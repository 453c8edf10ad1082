use eframe::egui::Visuals;

#[derive(Debug, Clone, Copy, Default, PartialEq, Eq)]
pub enum Theme {
    #[default]
    Dark,
    Light,
}

impl Theme {
    #[must_use]
    pub fn toggled(self) -> Self {
        match self {
            Theme::Dark => Theme::Light,
            Theme::Light => Theme::Dark,
        }
    }
}

impl From<&Theme> for Visuals {
    fn from(value: &Theme) -> Self {
        match value {
            Theme::Light => Visuals::light(),
            Theme::Dark => Visuals::dark(),
        }
    }
}

impl From<Theme> for Visuals {
    fn from(value: Theme) -> Self {
        Self::from(&value)
    }
}

#[cfg(test)]
mod tests {
    use super::*;

    #[test]
    fn toggle() {
        assert_eq!(Theme::Dark.toggled(), Theme::Light);
        assert_eq!(Theme::Light.toggled(), Theme::Dark);
    }

    #[test]
    fn visuals() {
        assert!(Visuals::from(Theme::Dark).dark_mode);
        assert!(!Visuals::from(Theme::Light).dark_mode);
    }
}
pub mod copyright_label;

◆ ◆ ◆ ◆

Give back every line of the data above exactly as written.

repository 453c8edf10ad1082
use eframe::egui::Visuals;

#[derive(Debug, Clone, Copy, Default, PartialEq, Eq)]
pub enum Theme {
    #[default]
    Dark,
    Light,
}

impl Theme {
    #[must_use]
    pub fn toggled(self) -> Self {
        match self {
            Theme::Dark => Theme::Light,
            Theme::Light => Theme::Dark,
        }
    }
}

impl From<&Theme> for Visuals {
    fn from(value: &Theme) -> Self {
        match value {
            Theme::Light => Visuals::light(),
            Theme::Dark => Visuals::dark(),
        }
    }
}

impl From<Theme> for Visuals {
    fn from(value: Theme) -> Self {
        Self::from(&value)
    }
}

#[cfg(test)]
mod tests {
    use super::*;

    #[test]
    fn toggle() {
        assert_eq!(Theme::Dark.toggled(), Theme::Light);
        assert_eq!(Theme::Light.toggled(), Theme::Dark);
    }

    #[test]
    fn visuals() {
        assert!(Visuals::from(Theme::Dark).dark_mode);
        assert!(!Visuals::from(Theme::Light).dark_mode);
    }
}
pub mod copyright_label;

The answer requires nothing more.